Investigation of Membrane–Electrode Separation Processes for the Recycling of Ionomer Membranes in End-of-Life PEM Fuel Cells
Marc Robert, Florence Dubelley, Ankan Paul, Lenka Švecová, Corine Bas
Abstract
With the increasing development of proton exchange membrane fuel cell (PEMFC) technology in recent years, the recyclability of the membrane–electrode assemblies (MEAs), and more specifically of the aged samples, has become an important issue to be addressed. This study reports on different routes for the separation of membrane and electrodes from end-of-life (EoL) MEAs, which represents the initial step in the membrane recycling process. A specific methodology, using ultraviolet–visible (UV–vis) spectroscopy and optical microscopy, is first developed to monitor the process of membrane–electrode separation in the case of EoL MEAs.
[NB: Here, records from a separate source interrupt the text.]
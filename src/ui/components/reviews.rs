// src/ui/components/reviews.rs - Reviews and Q&A sections

use dioxus::prelude::*;

use crate::catalog::reviews::{
    filter_and_sort, rating_stats, split_questions, ProductQuestion, ProductReview, ReviewFilter,
    ReviewSort,
};
use crate::ui::components::RatingStars;
use crate::utils::format::count_label;

/// Reviews tab: rating summary, histogram, sort/filter controls, review list
#[component]
pub fn ReviewsSection(reviews: ReadOnlySignal<Vec<ProductReview>>) -> Element {
    let mut sort = use_signal(|| ReviewSort::Newest);
    let mut filter = use_signal(ReviewFilter::default);

    let stats = use_memo(move || rating_stats(&reviews()));
    let visible = use_memo(move || filter_and_sort(&reviews(), filter(), sort()));

    let stats = stats();
    let visible = visible();

    rsx! {
        div {
            class: "space-y-6",

            // summary header
            div {
                class: "flex items-start space-x-8",
                div {
                    p { class: "text-4xl font-bold text-gray-900", {format!("{:.1}", stats.average)} }
                    RatingStars { rating: stats.average }
                    p { class: "text-sm text-gray-500", {count_label(stats.count, "review", "reviews")} }
                }
                div {
                    class: "flex-1 space-y-1 max-w-xs",
                    for stars in (1u8..=5).rev() {
                        button {
                            key: "{stars}",
                            class: "flex items-center space-x-2 w-full text-sm group",
                            onclick: move |_| filter.with_mut(|f| {
                                f.rating = if f.rating == Some(stars) { None } else { Some(stars) };
                            }),
                            span { class: "w-8 text-gray-600 group-hover:text-gray-900", "{stars}★" }
                            div {
                                class: "flex-1 h-2 bg-gray-200 rounded overflow-hidden",
                                div {
                                    class: "h-full bg-amber-400",
                                    style: format!("width: {:.0}%;", stats.share(stars) * 100.0),
                                }
                            }
                            span {
                                class: "w-6 text-right text-gray-500",
                                "{stats.histogram[usize::from(stars) - 1]}"
                            }
                        }
                    }
                }
            }

            // controls
            div {
                class: "flex items-center space-x-4 text-sm",
                select {
                    class: "px-2 py-1 rounded border border-gray-300",
                    onchange: move |evt| {
                        let next = match evt.value().as_str() {
                            "highest_rated" => ReviewSort::HighestRated,
                            "most_helpful" => ReviewSort::MostHelpful,
                            _ => ReviewSort::Newest,
                        };
                        sort.set(next);
                    },
                    option { value: "newest", "Newest" }
                    option { value: "highest_rated", "Highest rated" }
                    option { value: "most_helpful", "Most helpful" }
                }
                label {
                    class: "flex items-center space-x-2 text-gray-700",
                    input {
                        r#type: "checkbox",
                        checked: filter().verified_only,
                        onchange: move |evt| filter.with_mut(|f| f.verified_only = evt.checked()),
                    }
                    span { "Verified purchases only" }
                }
                if filter().rating.is_some() {
                    button {
                        class: "text-blue-600 hover:underline",
                        onclick: move |_| filter.with_mut(|f| f.rating = None),
                        "Clear star filter"
                    }
                }
            }

            // review list
            if visible.is_empty() {
                p { class: "text-sm text-gray-500", "No reviews match the current filters." }
            }
            for review in visible {
                div {
                    key: "{review.id}",
                    class: "border-b border-gray-200 pb-4 last:border-0",
                    div {
                        class: "flex items-center space-x-3",
                        RatingStars { rating: f64::from(review.rating) }
                        span { class: "font-medium text-gray-900", "{review.title}" }
                        if review.verified_purchase {
                            span {
                                class: "text-xs text-green-700 bg-green-50 rounded px-1.5 py-0.5",
                                "Verified purchase"
                            }
                        }
                    }
                    p { class: "mt-1 text-sm text-gray-700", "{review.body}" }
                    p {
                        class: "mt-1 text-xs text-gray-500",
                        {format!(
                            "{} · {} · {} found this helpful",
                            review.author,
                            review.created_at.format("%b %e, %Y"),
                            review.helpful_count,
                        )}
                    }
                }
            }
        }
    }
}

/// Q&A tab: answered questions first, open questions after
#[component]
pub fn QuestionsSection(questions: ReadOnlySignal<Vec<ProductQuestion>>) -> Element {
    let split = use_memo(move || split_questions(&questions()));
    let (answered, open) = split();

    rsx! {
        div {
            class: "space-y-6",

            if answered.is_empty() && open.is_empty() {
                p { class: "text-sm text-gray-500", "No questions yet. Ask the first one!" }
            }

            if !answered.is_empty() {
                div {
                    h4 {
                        class: "text-sm font-semibold text-gray-900 mb-3",
                        {count_label(answered.len(), "answered question", "answered questions")}
                    }
                    div {
                        class: "space-y-4",
                        for question in answered {
                            div {
                                key: "{question.id}",
                                class: "bg-white rounded-lg border border-gray-200 p-4",
                                p { class: "font-medium text-gray-900", "Q: {question.question}" }
                                if let Some(answer) = &question.answer {
                                    p { class: "mt-2 text-sm text-gray-700", "A: {answer}" }
                                }
                                p {
                                    class: "mt-2 text-xs text-gray-500",
                                    {format!("Asked {}", question.asked_at.format("%b %e, %Y"))}
                                }
                            }
                        }
                    }
                }
            }

            if !open.is_empty() {
                div {
                    h4 {
                        class: "text-sm font-semibold text-gray-900 mb-3",
                        "Waiting for an answer"
                    }
                    div {
                        class: "space-y-4",
                        for question in open {
                            div {
                                key: "{question.id}",
                                class: "bg-gray-50 rounded-lg border border-dashed border-gray-300 p-4",
                                p { class: "font-medium text-gray-700", "Q: {question.question}" }
                                p {
                                    class: "mt-2 text-xs text-gray-500",
                                    {format!("Asked {}", question.asked_at.format("%b %e, %Y"))}
                                }
                            }
                        }
                    }
                }
            }
        }
    }
}
// src/catalog/mock.rs - Seeded demo catalog

//! Deterministic demo data standing in for the hosted backend. The fixture
//! product exercises every cascade shape the storefront needs: a full
//! variant matrix, a partial matrix, and a color with no variant records.

use std::collections::BTreeMap;

use chrono::{Duration, TimeZone, Utc};

use crate::catalog::product::{Model3dRef, Product, ProductVideo};
use crate::catalog::reviews::{ProductQuestion, ProductReview};
use crate::catalog::template::{FIELD_CONDITION, FIELD_NETWORK, FIELD_STORAGE};
use crate::catalog::variant::{Variant, VariantName};

fn variant(
    id: &str,
    name_id: &str,
    storage: &str,
    network: &str,
    condition: &str,
    price: f64,
    stock: u32,
) -> Variant {
    let mut attributes = BTreeMap::new();
    attributes.insert(FIELD_STORAGE.to_string(), storage.to_string());
    attributes.insert(FIELD_NETWORK.to_string(), network.to_string());
    attributes.insert(FIELD_CONDITION.to_string(), condition.to_string());
    Variant {
        id: id.to_string(),
        variant_name_id: name_id.to_string(),
        attributes,
        price,
        stock,
        image: None,
        sku: None,
        active: true,
    }
}

fn color(id: &str, name: &str, image: Option<&str>, price: f64, stock: u32) -> VariantName {
    VariantName {
        id: id.to_string(),
        name: name.to_string(),
        main_image: image.map(str::to_string),
        image: None,
        stock,
        price,
    }
}

/// The product the resolver and pricing tests run against.
///
/// Red carries a full 64/128GB matrix, Blue comes only in 256GB (including
/// an unrecognized carrier), and Sunset Gold has no variant records at all.
pub fn cascade_fixture() -> Product {
    Product {
        id: "prod-aurora-x5".to_string(),
        name: "Aurora X5".to_string(),
        description: Some("Flagship smartphone with a 6.7\" display.".to_string()),
        price: 599.0,
        discount_price: Some(579.0),
        images: vec![
            "red.jpg".to_string(),
            "side.jpg".to_string(),
            "back.jpg".to_string(),
        ],
        variants: vec![
            variant("v-red-64-unl", "c-red", "64GB", "Unlocked", "Brand New", 499.0, 3),
            variant("v-red-128-unl", "c-red", "128GB", "Unlocked", "Brand New", 549.0, 4),
            variant("v-red-128-vzn", "c-red", "128GB", "Verizon", "Good", 519.0, 3),
            variant("v-blue-256-unl", "c-blue", "256GB", "Unlocked", "Brand New", 649.0, 2),
            variant("v-blue-256-koo", "c-blue", "256GB", "Koodo", "Excellent", 619.0, 1),
        ],
        variant_names: vec![
            color("c-red", "Red", Some("red.jpg"), 0.0, 0),
            color("c-blue", "Blue", Some("blue.jpg"), 0.0, 0),
            color("c-gold", "Sunset Gold", None, 299.0, 5),
        ],
        product_videos: vec![ProductVideo {
            video_url: "https://cdn.vendora.shop/aurora-x5/teaser.mp4".to_string(),
            title: Some("Aurora X5 in 60 seconds".to_string()),
            description: Some("Hands-on tour of the display and cameras.".to_string()),
            thumbnail: Some("teaser-thumb.jpg".to_string()),
        }],
        model_3d_url: Model3dRef::Wrapped("https://cdn.vendora.shop/aurora-x5/model.glb".to_string()),
        template_id: Some("smartphone".to_string()),
    }
}

/// The seeded demo catalog the UI boots with
pub fn demo_products() -> Vec<Product> {
    let mut aurora = cascade_fixture();
    aurora.images = vec![
        "https://cdn.vendora.shop/aurora-x5/front.jpg".to_string(),
        "https://cdn.vendora.shop/aurora-x5/side.jpg".to_string(),
        "https://cdn.vendora.shop/aurora-x5/back.jpg".to_string(),
    ];
    aurora.variant_names[0].main_image =
        Some("https://cdn.vendora.shop/aurora-x5/red.jpg".to_string());
    aurora.variant_names[1].main_image =
        Some("https://cdn.vendora.shop/aurora-x5/blue.jpg".to_string());

    let buds = Product {
        id: "prod-pulse-buds".to_string(),
        name: "Pulse Buds Pro".to_string(),
        description: Some("Noise-cancelling wireless earbuds.".to_string()),
        price: 129.0,
        discount_price: None,
        images: vec!["https://cdn.vendora.shop/pulse-buds/case.jpg".to_string()],
        variants: vec![],
        variant_names: vec![
            color("c-buds-white", "Chalk White", None, 129.0, 40),
            color("c-buds-black", "Graphite", None, 129.0, 22),
        ],
        product_videos: vec![],
        model_3d_url: Model3dRef::None,
        template_id: None,
    };

    // a listing with no media at all; the gallery renders its placeholder
    let bare = Product {
        id: "prod-drift-strap".to_string(),
        name: "Drift Watch Strap".to_string(),
        description: None,
        price: 24.0,
        discount_price: None,
        images: vec![],
        variants: vec![],
        variant_names: vec![],
        product_videos: vec![],
        model_3d_url: Model3dRef::None,
        template_id: None,
    };

    vec![aurora, buds, bare]
}

/// Demo reviews for a product page
pub fn demo_reviews(product_id: &str) -> Vec<ProductReview> {
    let base = Utc.with_ymd_and_hms(2026, 7, 1, 12, 0, 0).unwrap();
    vec![
        ProductReview {
            id: format!("{product_id}-r1"),
            product_id: product_id.to_string(),
            author: "Priya".to_string(),
            rating: 5,
            title: "Display is stunning".to_string(),
            body: "Upgraded from a three year old phone and the screen alone is worth it."
                .to_string(),
            verified_purchase: true,
            helpful_count: 14,
            created_at: base + Duration::days(40),
        },
        ProductReview {
            id: format!("{product_id}-r2"),
            product_id: product_id.to_string(),
            author: "Marcus".to_string(),
            rating: 4,
            title: "Great, battery could be better".to_string(),
            body: "Snappy and the camera is excellent. Battery gets me through most days."
                .to_string(),
            verified_purchase: true,
            helpful_count: 9,
            created_at: base + Duration::days(21),
        },
        ProductReview {
            id: format!("{product_id}-r3"),
            product_id: product_id.to_string(),
            author: "Dana".to_string(),
            rating: 3,
            title: "Solid but heavy".to_string(),
            body: "Performs well but noticeably heavier than my last phone.".to_string(),
            verified_purchase: false,
            helpful_count: 2,
            created_at: base + Duration::days(3),
        },
        ProductReview {
            id: format!("{product_id}-r4"),
            product_id: product_id.to_string(),
            author: "Theo".to_string(),
            rating: 5,
            title: "Best purchase this year".to_string(),
            body: "Arrived fast, exactly as described.".to_string(),
            verified_purchase: true,
            helpful_count: 21,
            created_at: base + Duration::days(55),
        },
    ]
}

/// Demo Q&A entries for a product page
pub fn demo_questions(product_id: &str) -> Vec<ProductQuestion> {
    let base = Utc.with_ymd_and_hms(2026, 6, 10, 9, 30, 0).unwrap();
    vec![
        ProductQuestion {
            id: format!("{product_id}-q1"),
            product_id: product_id.to_string(),
            question: "Does the unlocked model work on prepaid carriers?".to_string(),
            answer: Some("Yes, any GSM carrier works out of the box.".to_string()),
            asked_at: base,
            answered_at: Some(base + Duration::days(1)),
        },
        ProductQuestion {
            id: format!("{product_id}-q2"),
            product_id: product_id.to_string(),
            question: "Is a charger included in the box?".to_string(),
            answer: None,
            asked_at: base + Duration::days(12),
            answered_at: None,
        },
    ]
}

#[cfg(test)]
mod tests {
    use super::*;

    #[test]
    fn test_fixture_is_deterministic() {
        assert_eq!(cascade_fixture(), cascade_fixture());
        assert_eq!(demo_products(), demo_products());
    }

    #[test]
    fn test_fixture_covers_cascade_shapes() {
        let product = cascade_fixture();
        // full matrix color, partial color, variantless color
        assert_eq!(product.variant_names.len(), 3);
        assert_eq!(product.variants_of("c-red").count(), 3);
        assert_eq!(product.variants_of("c-blue").count(), 2);
        assert_eq!(product.variants_of("c-gold").count(), 0);
        assert!(product.model_3d_url.normalized().is_some());
    }

    #[test]
    fn test_demo_catalog_includes_media_free_listing() {
        let products = demo_products();
        let bare = products.iter().find(|p| p.id == "prod-drift-strap").unwrap();
        assert!(bare.images.is_empty());
        assert!(bare.product_videos.is_empty());
        assert_eq!(bare.model_3d_url.normalized(), None);
    }
}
The quality of the separation of the different components is then monitored by establishing a material balance based on thermogravimetric analysis. A two-step process, based on the use of diluted isopropyl alcohol (IPA) solutions with stirring, is proposed as an efficient and environmentally friendly method for the effective separation of the electrodes from the ionomer membrane. This process offers a high yield recovery (up to 95% for PFSA), low energy consumption, and the avoidance of emission of harmful gases. First, the physical separation of membrane and electrodes is achieved under a mild temperature (40 °C), thus enabling the recovery of carbon, Pt, and ionomer binder on one side and the perfluorosulfonic acid (PFSA) ionomer membrane on the other side. Second, the further dissolution of the PFSA ionomer membrane at a higher temperature (75 °C) allows the recovery of a PFSA ionomer dispersion. Finally, the most promising processes are tested on both pristine and different aged MEAs to demonstrate the robustness of the methodology, regardless of the ionomer membrane type. The resulting hydroalcoholic ionomer solutions from EoL MEAs could then be reused in diverse applications such as purification technologies (pervaporation, ultrafiltration).